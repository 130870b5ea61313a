//! Sign-in page: loading, signed-in card, or sign-in button.
//!
//! SYSTEM CONTEXT
//! ==============
//! The page's lifetime is the reconciler's lifetime. It builds the
//! collaborators, mounts the reconciler, mirrors every state write into the
//! shared `RwSignal<AuthState>`, and unmounts on cleanup.

#[cfg(test)]
#[path = "signin_test.rs"]
mod signin_test;

use std::rc::Rc;

use leptos::prelude::*;
use leptos::tachys::view::any_view::IntoAny;

use crate::auth::reconciler::{AuthReconciler, Collaborators, SignIn};
use crate::auth::user::{AuthMethod, NormalizedUser};
use crate::components::user_card::UserCard;
use crate::state::auth::{AuthLifecycle, AuthState, EnvironmentMode};

/// Shown under the sign-in button when embedded.
pub const EMBEDDED_NOTE: &str = "Running inside the host app";

/// What the page renders for a given auth state.
#[derive(Clone, Debug, PartialEq, Eq)]
pub enum SignInView {
    Loading,
    SignedIn { user: NormalizedUser, method: AuthMethod },
    SignedOut { embedded: bool },
}

pub fn view_for(state: &AuthState) -> SignInView {
    if state.is_loading() {
        return SignInView::Loading;
    }
    match &state.lifecycle {
        AuthLifecycle::SignedIn(user) => SignInView::SignedIn { user: user.clone(), method: state.auth_method() },
        AuthLifecycle::Initializing | AuthLifecycle::SignedOut => {
            SignInView::SignedOut { embedded: state.mode == EnvironmentMode::Embedded }
        }
    }
}

fn collaborators() -> Collaborators {
    #[cfg(feature = "csr")]
    {
        crate::web::browser_collaborators()
    }
    #[cfg(not(feature = "csr"))]
    {
        Collaborators::detached()
    }
}

#[component]
pub fn SignInPage() -> impl IntoView {
    let auth = expect_context::<RwSignal<AuthState>>();
    let notice = RwSignal::new(None::<String>);

    let env = collaborators();
    let detector = env.detector();
    let reconciler = AuthReconciler::new(env, &detector, Rc::new(move |state: &AuthState| auth.set(state.clone())));
    auth.set(reconciler.state());
    if let Some(init) = reconciler.mount() {
        leptos::task::spawn_local(init);
    }

    let reconciler = StoredValue::new_local(reconciler);
    on_cleanup(move || {
        reconciler.try_with_value(AuthReconciler::unmount);
    });

    let on_sign_in = move |_| {
        notice.set(None);
        match reconciler.try_with_value(AuthReconciler::sign_in) {
            Some(SignIn::HostManaged(text)) => notice.set(Some(text.to_owned())),
            Some(SignIn::Redirect(redirect)) => leptos::task::spawn_local(async move {
                if let Err(e) = redirect.await {
                    notice.set(Some(format!("Sign-in failed: {e}")));
                }
            }),
            None => {}
        }
    };

    let on_sign_out = Callback::new(move |()| {
        notice.set(None);
        if let Some(Some(task)) = reconciler.try_with_value(AuthReconciler::sign_out) {
            leptos::task::spawn_local(task);
        }
    });

    view! {
        <div class="signin-page">
            {move || match view_for(&auth.get()) {
                SignInView::Loading => view! { <p class="signin-loading">"Loading..."</p> }.into_any(),
                SignInView::SignedIn { user, method } => {
                    view! { <UserCard user=user method=method on_sign_out=on_sign_out/> }.into_any()
                }
                SignInView::SignedOut { embedded } => {
                    view! {
                        <div class="signin-panel">
                            <button class="signin-button" on:click=on_sign_in>
                                "Sign in with Google"
                            </button>
                            <Show when=move || embedded>
                                <p class="signin-note">{EMBEDDED_NOTE}</p>
                            </Show>
                            <Show when=move || notice.get().is_some()>
                                <p class="signin-notice">{move || notice.get().unwrap_or_default()}</p>
                            </Show>
                        </div>
                    }
                    .into_any()
                }
            }}
        </div>
    }
}
//! Session-scoped command and event bus.
//!
//! - [`message`]: commands, events, metadata and results
//! - [`handler`]: handler traits and the sync/async adapters
//! - [`handler_registry`]: per-scope handler tables and resolution order
//! - [`scheduled`] / [`scheduled_queue`]: delayed delivery and its persisted form
//! - [`message_bus`]: the dispatcher
//! - [`session`]: session handles with handler cleanup
//! - [`approval`]: human-in-the-loop approval with expiry
//! - [`recovery`]: persisting pending scheduled events across restarts
//! - [`observability`]: lifecycle events and bundled observers

pub mod approval;
pub mod handler;
pub mod handler_registry;
pub mod message;
pub mod message_bus;
pub mod observability;
pub mod recovery;
pub mod scheduled;
pub mod scheduled_queue;
pub mod session;

pub use approval::{
    ApprovalCommand, ApprovalDenied, ApprovalExpired, ApprovalGranted, ApprovalHandler,
    ApprovalResult, ApprovalStatus, ApprovalWorkflow,
};
pub use handler::{
    AsyncHandler, CommandHandler, EventHandler, HandlerFuture, HandlerKind, Observer, SyncHandler,
    in_handler_scope,
};
pub use handler_registry::{EventKey, HandlerRegistry};
pub use message::{
    AsAny, Command, CommandResult, Event, GLOBAL_SCOPE, HandlerFailure, HandlerResult,
    MessageMeta, Metadata, ROOT_SCOPE, SessionId, downcast_event, event_ref, event_type_id,
};
pub use message_bus::{BusError, BusResult, EventHandlerError, MessageBus};
pub use observability::{
    CommandCompleted, CommandStarted, FileEventObserver, MetricsObserver, MetricsSummary,
    TracingObserver,
};
pub use recovery::CrashRecovery;
pub use scheduled::{
    PersistentEvent, Scheduled, ScheduledEvent, ScheduledEventRecord, ScheduledEventRegistry,
};
pub use scheduled_queue::ScheduledDeliveryQueue;
pub use session::{BusSession, SessionEnded, SessionStarted};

....................

▸ **Exercise aim**:
State how many lines contain the word "redirect" across the listing, and give no other text.

▸ **Written answer**:
2